The opportunity to receive advanced professional training at the national level and to grow together with this exceptional group of talented junior researchers and senior mentors are reasons I genuinely appreciate this opportunity and look forward to experiencing more of as part of this program.

Another thing that's really nice about this is they emphasize the National Research Mentoring Network — that's something I've always wanted to get more involved with. I'm a strong advocate for more mentor training, even for more senior mentors. There has been this tendency in the past where your mentor does what his or her mentor did without formal training or additional perspectives. I think if we have continued mentor training throughout our careers, we can all be better mentors and improve the mentoring experience for sides of the mentoring relationship. This is especially critical in translational science programs. AADR Mind the Future offers valuable perspectives that can enrich our mentoring abilities and awareness.

5. What do you view as the best way for other members to become more involved in AADR and get the most out of the membership?

First, I would say always attend the Annual Meeting if possible. Attending these meetings has greatly contributed to refining and improving my science as I have grown. Second, I would strongly recommend getting involved in AADR any way you can. Committee and leadership positions are available. I have learned so much and met so many amazingly talented people though these opportunities.
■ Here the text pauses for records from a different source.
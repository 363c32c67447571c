use thiserror::Error;

/// Structural failures raised while building the network or running a
/// forward pass. None of these are retryable; they point at a caller defect
/// in either the configuration or the shape of a supplied tensor.
#[derive(Debug, Error)]
pub enum SegnetError {
    /// A channel count in a config was zero.
    #[error("{name} must be a positive channel count")]
    ZeroChannels { name: &'static str },

    /// Input height or width cannot survive the five downsampling stages.
    #[error("input shape {shape:?} has spatial dimensions not divisible by {divisor}")]
    IndivisibleInput { shape: [usize; 4], divisor: usize },

    /// Input channel count differs from the one the encoder was built for.
    #[error("input shape {shape:?} does not carry the {expected} channels the encoder expects")]
    InputChannels { shape: [usize; 4], expected: usize },

    /// Bottleneck width differs from the one the decoder was built for.
    #[error("bottleneck shape {shape:?} does not carry the {expected} channels the decoder expects")]
    BottleneckChannels { shape: [usize; 4], expected: usize },

    /// A skip tensor cannot be concatenated with the upsampled tensor at the
    /// named decoder stage.
    #[error(
        "decoder stage {stage}: skip tensor of shape {skip:?} does not match \
         upsampled tensor of shape {upsampled:?}"
    )]
    SkipMismatch {
        stage: usize,
        upsampled: [usize; 4],
        skip: [usize; 4],
    },
}
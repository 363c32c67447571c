use burn::config::Config;
use burn::module::{Module, Param};
use burn::nn::Initializer;
use burn::prelude::*;
use burn::tensor::activation::relu;

/// Configuration for [`Tlu`].
#[derive(Config, Debug)]
pub struct TluConfig {
    /// Number of channels.
    pub channels: usize,
}

/// Thresholded Linear Unit: `max(x, tau)` with a learned per-channel
/// threshold. The natural companion of filter response normalization, which
/// removes the mean shift a plain ReLU relies on.
#[derive(Module, Debug)]
pub struct Tlu<B: Backend> {
    /// Per-channel threshold, shape [channels], starts at zero.
    tau: Param<Tensor<B, 1>>,
}

impl TluConfig {
    /// Initialize a TLU module.
    pub fn init<B: Backend>(&self, device: &B::Device) -> Tlu<B> {
        Tlu {
            tau: Initializer::Zeros.init([self.channels], device),
        }
    }
}

impl<B: Backend> Tlu<B> {
    /// Applies `max(x, tau)`, with `tau` broadcast per channel.
    pub fn forward(&self, x: Tensor<B, 4>) -> Tensor<B, 4> {
        let [_batch, channels, _height, _width] = x.dims();
        let tau = self.tau.val().reshape([1, channels, 1, 1]);
        relu(x - tau.clone()) + tau
    }
}

#[cfg(test)]
mod tests {
    use super::*;
    use burn::backend::NdArray;

    type TestBackend = NdArray;

    #[test]
    fn zero_tau_acts_like_relu() {
        let device = Default::default();
        let tlu = TluConfig::new(2).init::<TestBackend>(&device);

        let input =
            Tensor::<TestBackend, 1>::from_floats([-1.5, 2.0], &device).reshape([1, 2, 1, 1]);
        let output: Vec<f32> = tlu.forward(input).into_data().to_vec().unwrap();

        assert_eq!(output, vec![0.0, 2.0]);
    }
}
I have to give credit to AADR Past President Mary MacDougall who was the Dean of Research at University of Alabama at Birmingham at the time. She really encouraged us to always get involved at the national level and to run for AADR National Student Research Group (AADR NSRG) office. In doing that, I met a number of the people who were involved. I was able to get into the representative position and to communicate with people at different schools who I still keep in touch with. It's amazing the friends that you make. It's nice to go to the Annual Meeting and see these people again, see how they're doing and how they've progressed.

Finally, I would recommend applying for the AADR Mind Program either as mentee or to serve as a mentor. Participation in such programs demonstrates your (and your home institution’s) commitment to building an inclusive academic workforce and a diversified vision for the future of science.